You can imagine that these two, direct sentences could have gone like this and, in many meetings I’ve sat through, they have: ‘Well, we’ve got to be careful to understand how exactly the numbers are all adding up at the moment.  We’ve said it before and it’s time to say it again.  If we aren’t very strict with ourselves and what we’re spending then the whole project could be jeopardised and then we might all be at risk of being told the budgets have been blown and then who knows where we’ll be.’  Phew, we got there.  It was painful and ‘clunky’ or bumpy to get there and – if they held our attention on to the end of it – the importance of the message has been severely diluted.
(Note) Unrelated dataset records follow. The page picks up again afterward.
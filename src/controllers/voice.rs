use axum::{
    extract::{Path, Query, State},
    Extension, Json,
};
use std::sync::Arc;

use crate::{
    domain::voice::{Voice, VoiceListQuery, VoiceListResponse, VoiceService, VoiceServiceApi},
    error::AppResult,
    infrastructure::auth::CartesiaCredentials,
};

pub struct VoiceController {
    voice_service: Arc<VoiceService>,
}

impl VoiceController {
    pub fn new(voice_service: Arc<VoiceService>) -> Self {
        Self { voice_service }
    }

    /// GET /cartesia/voices - List voices, relaying the provider's page as-is
    pub async fn list_voices(
        State(controller): State<Arc<VoiceController>>,
        Extension(credentials): Extension<CartesiaCredentials>,
        Query(params): Query<Vec<(String, String)>>,
    ) -> AppResult<Json<VoiceListResponse>> {
        let query = VoiceListQuery::from_pairs(&params)?;
        let voices = controller
            .voice_service
            .list_voices(query, &credentials.bearer_token)
            .await?;
        Ok(Json(voices))
    }

    /// GET /cartesia/voices/:id - Fetch one voice
    pub async fn get_voice(
        State(controller): State<Arc<VoiceController>>,
        Extension(credentials): Extension<CartesiaCredentials>,
        Path(voice_id): Path<String>,
    ) -> AppResult<Json<Voice>> {
        let voice = controller
            .voice_service
            .get_voice(&voice_id, &credentials.bearer_token)
            .await?;
        Ok(Json(voice))
    }
}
Can you see in the second version that as well as diluting the message, there’s also a real danger of both confusing and, crucially, boring your audience.  Be it a listener, a reader, a crowd – your audience is the person or people you’re communicating with.  You want their attention not for them to start tuning you out.

Personally, I resent spending my precious time listening to or being made to read something that’s rambling, jumbled and woolly.  My brain has enough vying for attention and so does yours.  It’s a relief when someone tells you what’s what.

Most people will love you for it.  They actually want your opinion and they can then choose whether they take your opinion on, or not.   Just as you can choose whether you take someone else’s opinion too.

There’s a handy formula etc – and here it is for you – to make it easier (and more comfortable) for you to be direct.

Your opinion + Your reason + Offer a solution. 

That colour is a bit drab on you. (opinion)
You look lovely in blue (solution).
It brings out the colour of your eyes (reason)’.

This is going off-track. (opinion)
We have to get those expenses down (solution)
otherwise all the budgets will be blown (reason)

It’s less about the order you express yourself and more about having these key components in there.  Opinion + Reason + Solution = Usefully Direct.